Companies with successful software products often know that their user interfaces could be

improved but hesitate to take action because major changes might upset their existing users. The risks associated with not updating a UI outweigh those associated with an update. But a successful redesign absolutely requires the right product management and UX techniques to evolve the product carefully and avoid a user revolt.

Consider Form and Function

Ninety percent of the value of an experience comes from how it works, not how it looks. Although UX pros recognize that visual appeal is just one part of the experience, even they sometimes spend disproportionate amounts of time on visual design, sacrificing other aspects of UX. A redesigned UI that looks pretty but fails to deliver new value will not only disappoint new users but will also alienate existing, previously satisfied users.

Redesign based on evidence

One of the most common mistakes companies make is to implement UI changes based on

what users say they want. Unfortunately, experience shows that what people say they will or won’t like doesn’t always match reality. A user’s suggestion on how to solve a UI problem may be unworkable, unreasonable, or both. To identify the real UI problems and solutions, careful UX research must take into account facts, not just opinions. Two fundamental techniques that should be used in any major UI update are focus groups and usability testing.

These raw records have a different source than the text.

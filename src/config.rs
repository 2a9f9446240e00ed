use anyhow::{anyhow, Result};
use serde::{Deserialize, Serialize};
use std::collections::BTreeMap;
use std::path::PathBuf;

/// Configuration for the catalog scraper
#[derive(Debug, Clone, Serialize, Deserialize)]
pub struct Config {
    /// HTTP fetch settings
    pub http: HttpConfig,

    /// Rendering session settings
    pub render: RenderConfig,

    /// Output and feed settings
    pub output: OutputConfig,

    /// Show catalog: lowercased show name -> listing page + content id prefix
    pub shows: BTreeMap<String, ShowConfig>,

    /// Hosting domain -> bandwidth tier. Doubles as the iframe allow-list.
    pub hosts: BTreeMap<String, u32>,
}

#[derive(Debug, Clone, Serialize, Deserialize)]
pub struct ShowConfig {
    /// Canonical listing page URL
    pub url: String,

    /// Stable integer identifier, used to derive content ids
    pub id: u32,
}

#[derive(Debug, Clone, Serialize, Deserialize)]
pub struct HttpConfig {
    /// Site base URL for resolving relative links
    pub base_url: String,

    /// Delay before each plain fetch, in milliseconds. Keeps the request
    /// rate under the origin's 503 threshold.
    pub fetch_delay_ms: u64,

    /// Longer delay before the single 503 retry, in milliseconds
    pub retry_delay_ms: u64,

    /// Per-request timeout in seconds
    pub timeout_seconds: u64,

    /// User-Agent header sent with every request
    pub user_agent: String,
}

#[derive(Debug, Clone, Serialize, Deserialize)]
pub struct RenderConfig {
    /// Run the rendering browser headless
    pub headless: bool,

    /// Navigation/read timeout per candidate page, in seconds
    pub page_timeout_seconds: u64,

    /// Browser window size
    pub window_width: u32,
    pub window_height: u32,

    /// Optional path to a content-blocking extension loaded into the session
    pub adblock_extension: Option<PathBuf>,
}

#[derive(Debug, Clone, Serialize, Deserialize)]
pub struct OutputConfig {
    /// Base directory for season catalog files
    pub base_dir: PathBuf,

    /// Public base URL season feeds are served from (used in the shows index)
    pub feed_base_url: String,
}

impl Config {
    /// Load configuration from file
    pub fn load() -> Result<Self> {
        let config_paths = [
            "ct-scraper.toml",
            "config/ct-scraper.toml",
            "~/.config/ct-scraper/config.toml",
            "/etc/ct-scraper/config.toml",
        ];

        for path in &config_paths {
            if let Ok(config_str) = std::fs::read_to_string(path) {
                match toml::from_str(&config_str) {
                    Ok(config) => {
                        tracing::info!("📄 Loaded configuration from: {}", path);
                        return Ok(config);
                    }
                    Err(e) => {
                        tracing::warn!("Failed to parse config file {}: {}", path, e);
                    }
                }
            }
        }

        Err(anyhow!("No configuration file found"))
    }

    /// Apply environment variable overrides
    pub fn apply_env(&mut self) {
        if let Ok(base_dir) = std::env::var("CT_SCRAPER_OUTPUT_DIR") {
            self.output.base_dir = PathBuf::from(base_dir);
        }

        if let Ok(delay) = std::env::var("CT_SCRAPER_FETCH_DELAY_MS") {
            self.http.fetch_delay_ms = delay.parse().unwrap_or(self.http.fetch_delay_ms);
        }

        if let Ok(crx) = std::env::var("CT_SCRAPER_ADBLOCK_CRX") {
            self.render.adblock_extension = Some(PathBuf::from(crx));
        }
    }

    /// Save configuration to file
    pub fn save(&self, path: &str) -> Result<()> {
        let config_str = toml::to_string_pretty(self)?;
        std::fs::write(path, config_str)?;
        tracing::info!("💾 Configuration saved to: {}", path);
        Ok(())
    }

    /// Validate configuration
    pub fn validate(&self) -> Result<()> {
        if self.shows.is_empty() {
            return Err(anyhow!("show catalog is empty"));
        }

        if self.hosts.is_empty() {
            return Err(anyhow!("host bitrate table is empty"));
        }

        if self.http.timeout_seconds == 0 {
            return Err(anyhow!("timeout_seconds must be greater than 0"));
        }

        if self.render.page_timeout_seconds == 0 {
            return Err(anyhow!("page_timeout_seconds must be greater than 0"));
        }

        for (name, show) in &self.shows {
            if show.url.is_empty() {
                return Err(anyhow!("show '{}' has an empty listing URL", name));
            }
        }

        Ok(())
    }

    /// Look up a show by (case-insensitive) name
    pub fn show(&self, name: &str) -> Option<&ShowConfig> {
        self.shows.get(&name.to_lowercase())
    }
}

impl Default for Config {
    fn default() -> Self {
        let shows = [
            ("bates motel", "http://www.couchtuner.eu/watch-bates-motel-online/", 7),
            ("game of thrones", "http://www.couchtuner.eu/watch-game-of-thrones-online-free/", 0),
            ("lost girl", "http://www.couchtuner.eu/watch-lost-girl/", 1),
            ("new girl", "http://www.couchtuner.eu/watch-new-girl-online/", 2),
            ("once upon a time", "http://www.couchtuner.eu/watch-once-upon-a-time-online/", 3),
            ("psych", "http://www.couchtuner.eu/psych/", 4),
            ("sherlock", "http://www.couchtuner.eu/sherlock/", 5),
            ("sons of anarchy", "http://www.couchtuner.eu/watch-sons-of-anarchy-online-1/", 6),
        ]
        .into_iter()
        .map(|(name, url, id)| {
            (
                name.to_string(),
                ShowConfig {
                    url: url.to_string(),
                    id,
                },
            )
        })
        .collect();

        let hosts = [
            ("vidbull.com", 900),
            ("vk.com", 850),
            ("played.to", 800),
            ("vshare.eu", 750),
            ("youwatch.org", 700),
        ]
        .into_iter()
        .map(|(host, tier)| (host.to_string(), tier))
        .collect();

        Self {
            http: HttpConfig {
                base_url: "http://www.couchtuner.eu".to_string(),
                fetch_delay_ms: 400,
                retry_delay_ms: 1000,
                timeout_seconds: 3,
                user_agent: "Mozilla/5.0 (Macintosh; Intel Mac OS X 10_15_7) AppleWebKit/537.36 (KHTML, like Gecko) Chrome/120.0.0.0 Safari/537.36".to_string(),
            },
            render: RenderConfig {
                headless: true,
                page_timeout_seconds: 5,
                window_width: 1280,
                window_height: 900,
                adblock_extension: None,
            },
            output: OutputConfig {
                base_dir: PathBuf::from("shows"),
                feed_base_url: "http://feeds.example.com/shows".to_string(),
            },
            shows,
            hosts,
        }
    }
}

/// Configuration builder for programmatic config creation
pub struct ConfigBuilder {
    config: Config,
}

impl ConfigBuilder {
    pub fn new() -> Self {
        Self {
            config: Config::default(),
        }
    }

    pub fn with_output_dir(mut self, dir: PathBuf) -> Self {
        self.config.output.base_dir = dir;
        self
    }

    pub fn with_fetch_delay_ms(mut self, delay: u64) -> Self {
        self.config.http.fetch_delay_ms = delay;
        self
    }

    pub fn with_page_timeout(mut self, seconds: u64) -> Self {
        self.config.render.page_timeout_seconds = seconds;
        self
    }

    pub fn with_show(mut self, name: &str, url: &str, id: u32) -> Self {
        self.config.shows.insert(
            name.to_lowercase(),
            ShowConfig {
                url: url.to_string(),
                id,
            },
        );
        self
    }

    pub fn with_host(mut self, host: &str, tier: u32) -> Self {
        self.config.hosts.insert(host.to_string(), tier);
        self
    }

    pub fn build(self) -> Config {
        self.config
    }
}

impl Default for ConfigBuilder {
    fn default() -> Self {
        Self::new()
    }
}

#[cfg(test)]
mod tests {
    use super::*;

    #[test]
    fn test_default_config() {
        let config = Config::default();
        assert_eq!(config.http.fetch_delay_ms, 400);
        assert_eq!(config.hosts.get("vidbull.com"), Some(&900));
        assert!(config.show("Sherlock").is_some());
        assert!(config.validate().is_ok());
    }

    #[test]
    fn test_config_builder() {
        let config = ConfigBuilder::new()
            .with_fetch_delay_ms(0)
            .with_show("Orphan Black", "http://www.couchtuner.eu/orphan-black/", 8)
            .with_host("fastcdn.example", 1100)
            .build();

        assert_eq!(config.http.fetch_delay_ms, 0);
        assert_eq!(config.show("orphan black").unwrap().id, 8);
        assert_eq!(config.hosts.get("fastcdn.example"), Some(&1100));
    }

    #[test]
    fn test_validation_rejects_empty_tables() {
        let mut config = Config::default();
        config.hosts.clear();
        assert!(config.validate().is_err());
    }

    #[test]
    fn test_config_roundtrip_toml() {
        let config = Config::default();
        let serialized = toml::to_string_pretty(&config).unwrap();
        let reparsed: Config = toml::from_str(&serialized).unwrap();
        assert_eq!(reparsed.shows.len(), config.shows.len());
        assert_eq!(reparsed.hosts.get("vshare.eu"), Some(&750));
    }
}
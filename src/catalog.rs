/// Catalog records and persistence seam.
use anyhow::Result;
use async_trait::async_trait;
use chrono::{DateTime, Utc};
use serde::{Deserialize, Serialize};
use std::path::{Path, PathBuf};
use tracing::info;

use crate::pages::Episode;

/// Compact content identifier derived from show id, season and primary
/// episode number. Consumed by the persistence layer, never interpreted here.
pub fn content_id(show_id: u32, season: u32, num: u32) -> String {
    format!("{}{}{}", show_id, season, num)
}

/// Lowercased, underscore-joined show name used in file paths and feed keys.
pub fn formatted_name(show_name: &str) -> String {
    show_name
        .to_lowercase()
        .split_whitespace()
        .collect::<Vec<_>>()
        .join("_")
}

/// Public URL a season feed is served from.
pub fn feed_url(feed_base: &str, show_name: &str, season: u32) -> String {
    format!(
        "{}/{}/{}.json",
        feed_base.trim_end_matches('/'),
        formatted_name(show_name),
        season
    )
}

/// One playable source in the catalog.
#[derive(Debug, Clone, PartialEq, Eq, Serialize, Deserialize)]
pub struct SourceRecord {
    pub url: String,
    pub bitrate: u32,
}

/// One finalized episode in a season feed. An empty source list means
/// extraction was attempted and found nothing, distinguishing "extraction
/// failed" from "not yet aired".
#[derive(Debug, Clone, Serialize, Deserialize)]
pub struct EpisodeRecord {
    pub season: u32,
    pub num: u32,
    #[serde(skip_serializing_if = "Option::is_none")]
    pub range_end: Option<u32>,
    pub name: String,
    pub desc: String,
    pub content_id: String,
    #[serde(skip_serializing_if = "Option::is_none")]
    pub duration: Option<String>,
    #[serde(skip_serializing_if = "Option::is_none")]
    pub img_src: Option<String>,
    pub sources: Vec<SourceRecord>,
}

impl EpisodeRecord {
    /// Build the record for a terminal episode.
    pub fn from_episode(episode: &Episode, show_id: u32) -> Self {
        Self {
            season: episode.season,
            num: episode.number.num,
            range_end: episode.number.range_end,
            name: episode.title.clone(),
            desc: episode.description.clone().unwrap_or_default(),
            content_id: content_id(show_id, episode.season, episode.number.num),
            duration: episode.duration.clone(),
            img_src: episode.thumbnail.clone(),
            sources: episode
                .sources
                .iter()
                .map(|s| SourceRecord {
                    url: s.url.clone(),
                    bitrate: s.bitrate,
                })
                .collect(),
        }
    }
}

/// A season feed: all attempted episodes of one show season.
#[derive(Debug, Clone, Serialize, Deserialize)]
pub struct SeasonRecord {
    pub show: String,
    pub season: u32,
    pub generated_at: DateTime<Utc>,
    pub episodes: Vec<EpisodeRecord>,
}

/// Latest-episode marker in the shows index.
#[derive(Debug, Clone, Serialize, Deserialize)]
pub struct LatestEpisode {
    pub season: u32,
    pub num: u32,
}

/// Per-season feed pointer in the shows index.
#[derive(Debug, Clone, Serialize, Deserialize)]
pub struct SeasonFeed {
    pub num: u32,
    pub feed: String,
}

/// One show in the generated shows index.
#[derive(Debug, Clone, Serialize, Deserialize)]
pub struct ShowIndexEntry {
    pub name: String,
    pub url: String,
    pub img_src: String,
    pub latest: LatestEpisode,
    pub seasons: Vec<SeasonFeed>,
}

/// Abstract sink the pipeline emits finalized records into.
#[async_trait]
pub trait CatalogSink: Send + Sync {
    async fn write_season(&self, record: &SeasonRecord) -> Result<()>;

    async fn write_shows_index(&self, entries: &[ShowIndexEntry]) -> Result<()>;
}

/// Sink writing per-season JSON files under `<base>/<show>/<season>.json`
/// and the shows index at `<base>/shows.json`.
pub struct JsonCatalogWriter {
    base_dir: PathBuf,
}

impl JsonCatalogWriter {
    pub fn new(base_dir: impl Into<PathBuf>) -> Self {
        Self {
            base_dir: base_dir.into(),
        }
    }

    fn season_path(&self, show: &str, season: u32) -> PathBuf {
        self.base_dir
            .join(formatted_name(show))
            .join(format!("{}.json", season))
    }

    async fn write_json<T: Serialize>(&self, path: &Path, value: &T) -> Result<()> {
        if let Some(parent) = path.parent() {
            tokio::fs::create_dir_all(parent).await?;
        }
        let json = serde_json::to_string_pretty(value)?;
        tokio::fs::write(path, json).await?;
        Ok(())
    }
}

#[async_trait]
impl CatalogSink for JsonCatalogWriter {
    async fn write_season(&self, record: &SeasonRecord) -> Result<()> {
        let path = self.season_path(&record.show, record.season);
        self.write_json(&path, record).await?;
        info!(
            "💾 Wrote season {} of {} ({} episodes) to {}",
            record.season,
            record.show,
            record.episodes.len(),
            path.display()
        );
        Ok(())
    }

    async fn write_shows_index(&self, entries: &[ShowIndexEntry]) -> Result<()> {
        let path = self.base_dir.join("shows.json");
        self.write_json(&path, &entries).await?;
        info!("💾 Wrote shows index ({} shows) to {}", entries.len(), path.display());
        Ok(())
    }
}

  • Focus Groups. Focus groups are a powerful exploratory technique that can provide rich information on the opinions and attitudes of the target audience regarding a new or existing product or idea. This information can provide direction to a development team in the early stages of their work so they can prepare for, and even get an early start on, development in key areas in parallel with the design effort.

  • Usability Testing. Usability testing is a technique to determine the effectiveness of a design by observing and assessing users as they walk through a predetermined series of tasks in the software. Researchers usually follow-up each usability test session by interviewing the user about the experience. Usability metrics—such as the time it takes to complete a task, the number of errors, the number of clicks, the success rate, etc.—are collected along with ease of use ratings.

Stop the Endless UI debates

Despite access to quality user research, many projects still get mired in unproductive debate about design and implementation issues. To avoid this, take the development and design team back to the first principles of the product. Often when a team debates whether to include a certain feature, the true, underlying questions are, "Who are our primary users and what would they value?" If the team has considered these questions already, the answers to feature decisions will be clear, allowing the team to breeze through those discussions.

Integrating Redesign Feedback: Interpret and Prioritize

Even the best products won't be perfect or universally loved; user complaints are a perennial and pervasive part of the design process. So, when evaluating user complaints about the UI, don’t react to them at face value or in a knee-jerk fashion that just closes the trouble ticket. Experienced product managers and UX designers will take the time to gather qualitative and quantitative data from a variety of users. This data and analysis allow teams to make sense of all the user reactions so that they can swiftly address issues that will most affect their product.

Jumping into a design update can be costly both during the design process and, worse if the updated product causes user backlash. It’s tempting to take the conservative approach and maintain things the way they are, hoping to avoid hurting customer goodwill with a bad UI decision. Proper product management and UX techniques can reliably produce UI updates that keep a product ahead of the curve without losing loyal users. It’s a discipline based on the fundamentals of good UX design: collecting, interpreting, and prioritizing user research.